The identified high degrees of commonality between the findings from the two Asian and
two Western European countries are similar in magnitude to those identified by the aforementioned
public sector hospital-related replication studies carried out by Hamlin et al. in Egypt, Mexico and
Romania. As with all of these past studies, the cross-cultural etic themes (behavioural categories)
that emerged from our multiple cross-case/cross-nation comparative analyses were comprised of
a mosaic-style integration of diverse-emic BSs drawn from the BS data sets of the compared cases.
Thus, our study is an example of Type 4 indigenous Asian management research, as called for by
Lyles (2009) and Li et al. (2012). Furthermore, our findings are illustrative of what Li (2012)
refers to as geocentric (emic-and-etic) knowledge.
Limitations of the Study
We acknowledge two limitations of our cross-case/cross-nation comparative study. The first
relates to the imbalance in the number of Asian BSs (n=135) compared against the much larger
number of Western European BSs (n=356). The second limitation arises from the fact that the
Asian empirical source data were obtained from just one indigenous study in China and one in
South Korea, whereas the Western European data were obtained multiple indigenous studies.
Consequently, our findings and conclusions need to be treated with a degree of caution until such
time that more indigenous replication studies are carried out in the two Asian countries.

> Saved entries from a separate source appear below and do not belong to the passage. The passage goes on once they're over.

#![allow(dead_code)]

use std::{
    collections::{HashMap, HashSet},
    sync::{
        Mutex,
        atomic::{AtomicUsize, Ordering},
    },
    time::Duration,
};

use asset_sync::{
    notify::{NotificationSink, NotifyError, Subscriber},
    retry::Sleeper,
    watchlist::WatchlistProvider,
};
use async_trait::async_trait;
use chrono::{DateTime, Datelike, FixedOffset, NaiveDate, TimeZone, Utc};
use market_data_ingestor::{
    models::{
        bar::PriceBar,
        market::CoinMarketCap,
        options::{OptionChain, OptionContract},
        request_params::HistoryRange,
    },
    providers::{ApiSnafu, MarketDataClient, MarketSnapshotClient, ProviderError},
};

pub fn utc(y: i32, m: u32, d: u32, h: u32) -> DateTime<Utc> {
    Utc.with_ymd_and_hms(y, m, d, h, 0, 0).unwrap()
}

pub fn date(y: i32, m: u32, d: u32) -> NaiveDate {
    NaiveDate::from_ymd_opt(y, m, d).unwrap()
}

/// `n` consecutive daily bars starting at midnight UTC of `first`.
pub fn daily_bars(first: NaiveDate, n: usize) -> Vec<PriceBar> {
    let offset = FixedOffset::east_opt(0).unwrap();
    (0..n)
        .map(|i| {
            let day = first + chrono::Duration::days(i as i64);
            let ts = offset
                .with_ymd_and_hms(day.year(), day.month(), day.day(), 0, 0, 0)
                .unwrap();
            let px = 100.0 + i as f64;
            PriceBar {
                timestamp: ts,
                open: px,
                high: px + 1.5,
                low: px - 1.5,
                close: px + 0.25,
                volume: 1_000.0 * (i as f64 + 1.0),
                dividends: 0.0,
                stock_splits: 0.0,
            }
        })
        .collect()
}

/// OCC-style contract symbol for `root`.
pub fn occ(root: &str, expiry: NaiveDate, kind: char, strike: f64) -> String {
    format!(
        "{root}{}{kind}{:08}",
        expiry.format("%y%m%d"),
        (strike * 1000.0).round() as u64
    )
}

pub fn contract(symbol: String, strike: f64) -> OptionContract {
    OptionContract {
        contract_symbol: symbol,
        last_trade_date: Some(utc(2024, 6, 3, 15)),
        strike,
        last_price: Some(1.25),
        bid: Some(1.2),
        ask: Some(1.3),
        change: Some(0.1),
        percent_change: Some(8.7),
        volume: Some(12),
        open_interest: Some(340),
        implied_volatility: Some(0.42),
        in_the_money: false,
        contract_size: Some("REGULAR".into()),
        currency: Some("USD".into()),
    }
}

pub fn chain(
    root: &str,
    expiry: NaiveDate,
    call_strikes: &[f64],
    put_strikes: &[f64],
) -> OptionChain {
    OptionChain {
        calls: call_strikes
            .iter()
            .map(|&k| contract(occ(root, expiry, 'C', k), k))
            .collect(),
        puts: put_strikes
            .iter()
            .map(|&k| contract(occ(root, expiry, 'P', k), k))
            .collect(),
    }
}

fn unavailable() -> ProviderError {
    ApiSnafu {
        status: 503u16,
        message: "unavailable",
    }
    .build()
}

/// In-memory provider. History requests only see bars whose timestamp is
/// not after the fake clock.
#[derive(Default)]
pub struct FakeMarket {
    history: Mutex<HashMap<String, Vec<PriceBar>>>,
    clock: Mutex<Option<DateTime<Utc>>>,
    /// Extra rows returned before `start` on incremental requests.
    overlap: Mutex<usize>,
    failing_history: Mutex<HashSet<String>>,
    expiries: Mutex<HashMap<String, Vec<NaiveDate>>>,
    chains: Mutex<HashMap<(String, NaiveDate), OptionChain>>,
    failing_expiries: Mutex<HashSet<(String, NaiveDate)>>,
    pub history_calls: AtomicUsize,
    pub ranges: Mutex<Vec<(String, HistoryRange)>>,
    pub chain_calls: Mutex<Vec<(String, NaiveDate)>>,
}

impl FakeMarket {
    pub fn with_history(self, symbol: &str, bars: Vec<PriceBar>) -> Self {
        self.history.lock().unwrap().insert(symbol.to_string(), bars);
        self
    }

    pub fn set_clock(&self, now: DateTime<Utc>) {
        *self.clock.lock().unwrap() = Some(now);
    }

    pub fn set_overlap(&self, rows: usize) {
        *self.overlap.lock().unwrap() = rows;
    }

    pub fn fail_history(self, symbol: &str) -> Self {
        self.failing_history.lock().unwrap().insert(symbol.to_string());
        self
    }

    pub fn with_chain(self, symbol: &str, expiry: NaiveDate, chain: OptionChain) -> Self {
        self.expiries
            .lock()
            .unwrap()
            .entry(symbol.to_string())
            .or_default()
            .push(expiry);
        self.chains
            .lock()
            .unwrap()
            .insert((symbol.to_string(), expiry), chain);
        self
    }

    /// Swaps the chain served for an already listed expiry.
    pub fn replace_chain(&self, symbol: &str, expiry: NaiveDate, chain: OptionChain) {
        self.chains
            .lock()
            .unwrap()
            .insert((symbol.to_string(), expiry), chain);
    }

    pub fn fail_expiry(self, symbol: &str, expiry: NaiveDate) -> Self {
        self.expiries
            .lock()
            .unwrap()
            .entry(symbol.to_string())
            .or_default()
            .push(expiry);
        self.failing_expiries
            .lock()
            .unwrap()
            .insert((symbol.to_string(), expiry));
        self
    }

    pub fn calls_for(&self, symbol: &str, expiry: NaiveDate) -> usize {
        self.chain_calls
            .lock()
            .unwrap()
            .iter()
            .filter(|(s, e)| s == symbol && *e == expiry)
            .count()
    }

    pub fn history_calls(&self) -> usize {
        self.history_calls.load(Ordering::SeqCst)
    }
}

#[async_trait]
impl MarketDataClient for FakeMarket {
    async fn get_price_history(
        &self,
        symbol: &str,
        range: HistoryRange,
    ) -> Result<Vec<PriceBar>, ProviderError> {
        self.history_calls.fetch_add(1, Ordering::SeqCst);
        self.ranges.lock().unwrap().push((symbol.to_string(), range));
        if self.failing_history.lock().unwrap().contains(symbol) {
            return Err(unavailable());
        }

        let clock = *self.clock.lock().unwrap();
        let visible: Vec<PriceBar> = self
            .history
            .lock()
            .unwrap()
            .get(symbol)
            .cloned()
            .unwrap_or_default()
            .into_iter()
            .filter(|b| clock.is_none_or(|now| b.timestamp.with_timezone(&Utc) <= now))
            .collect();

        Ok(match range {
            HistoryRange::Max => visible,
            HistoryRange::Since { start } => {
                let first = visible
                    .iter()
                    .position(|b| b.timestamp.with_timezone(&Utc) >= start)
                    .unwrap_or(visible.len());
                let from = first.saturating_sub(*self.overlap.lock().unwrap());
                visible[from..].to_vec()
            }
        })
    }

    async fn list_expiries(&self, symbol: &str) -> Result<Vec<NaiveDate>, ProviderError> {
        Ok(self
            .expiries
            .lock()
            .unwrap()
            .get(symbol)
            .cloned()
            .unwrap_or_default())
    }

    async fn get_option_chain(
        &self,
        symbol: &str,
        expiry: NaiveDate,
    ) -> Result<OptionChain, ProviderError> {
        self.chain_calls
            .lock()
            .unwrap()
            .push((symbol.to_string(), expiry));
        if self
            .failing_expiries
            .lock()
            .unwrap()
            .contains(&(symbol.to_string(), expiry))
        {
            return Err(unavailable());
        }
        Ok(self
            .chains
            .lock()
            .unwrap()
            .get(&(symbol.to_string(), expiry))
            .cloned()
            .unwrap_or_default())
    }
}

pub struct FakeSnapshot {
    pub coins: Vec<CoinMarketCap>,
}

impl FakeSnapshot {
    pub fn new(caps: &[(&str, Option<f64>)]) -> Self {
        Self {
            coins: caps
                .iter()
                .map(|(id, cap)| CoinMarketCap {
                    id: id.to_string(),
                    symbol: String::new(),
                    market_cap: *cap,
                })
                .collect(),
        }
    }
}

#[async_trait]
impl MarketSnapshotClient for FakeSnapshot {
    async fn get_market_snapshot(
        &self,
        _vs_currency: &str,
        top_n: u32,
    ) -> Result<Vec<CoinMarketCap>, ProviderError> {
        Ok(self.coins.iter().take(top_n as usize).cloned().collect())
    }
}

#[derive(Default)]
pub struct InstantSleeper {
    pub sleeps: Mutex<Vec<Duration>>,
}

#[async_trait]
impl Sleeper for InstantSleeper {
    async fn sleep(&self, duration: Duration) {
        self.sleeps.lock().unwrap().push(duration);
    }
}

pub struct FixedWatchlist(pub Vec<String>);

#[async_trait]
impl WatchlistProvider for FixedWatchlist {
    async fn get_watchlist(&self) -> Vec<String> {
        self.0.clone()
    }
}

#[derive(Default)]
pub struct RecordingSink {
    pub deliveries: Mutex<Vec<(String, String)>>,
}

#[async_trait]
impl NotificationSink for RecordingSink {
    async fn deliver(&self, id: &str, _s: &Subscriber, symbol: &str) -> Result<(), NotifyError> {
        self.deliveries
            .lock()
            .unwrap()
            .push((id.to_string(), symbol.to_string()));
        Ok(())
    }
}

Implications for HRD Practice and Future Research
16
The positive and negative behavioural indicators of perceived managerial and leadership
effectiveness within a Chinese for-profit-like state enterprise and multiple British, German and
South Korean private sector companies have been shown to be mostly the same, and only a small
portion of different (local/context-specific) categories of effective and ineffective managerial
behaviour have emerged from the compared studies. These findings suggest that human resource
development (HRD) practitioners in all four countries could utilize the geocentric (emic-and-etic)
findings of our study to inform the creation of new management and leadership development
programs, or to critically evaluate extant programmes.
We suggest that the findings of our study could provide useful information to Western
multinationals (MNCs) that have operations in China and South Korea. With specific and detailed
knowledge of the different categories of effective and ineffective managerial behaviour, as
perceived and judged by indigenous managers and non-managerial employees within large private
companies, they could better prepare their expatriate managers and other expatriates for
international assignments in those two Asian countries based on hard empirical evidence. In
addition, with our findings, MNCs could be in a better position to recruit and select candidates
possessing the necessary behavioural competencies to be successful as an expatriate manager in
China and South Korea.
A direction for future research could be for more private sector related single-organization
and multiple-organization emic replication studies to be conducted in the four countries of our
study, followed by multiple cross-case/cross-nation comparative analyses to validate and further
develop (if possible) the geocentric (emic-and-etic) behavioural categories of perceived
managerial and leadership effectiveness that have emerged from our study. Another direction
could be to instigate equivalent emic replication studies within a diverse range of public and third
17
sector organizations in the four countries, and then conduct cross-sector and cross-nation studies
in search of similarities and differences. It is our hope that the current indigenous and non-normal
science cross-case/cross-nation comparative study of perceived managerial and leadership
effectiveness will help enrich and advance the research and work of an expanding global
community of HRD scholars and practitioners (Kuchinke et al., 2014).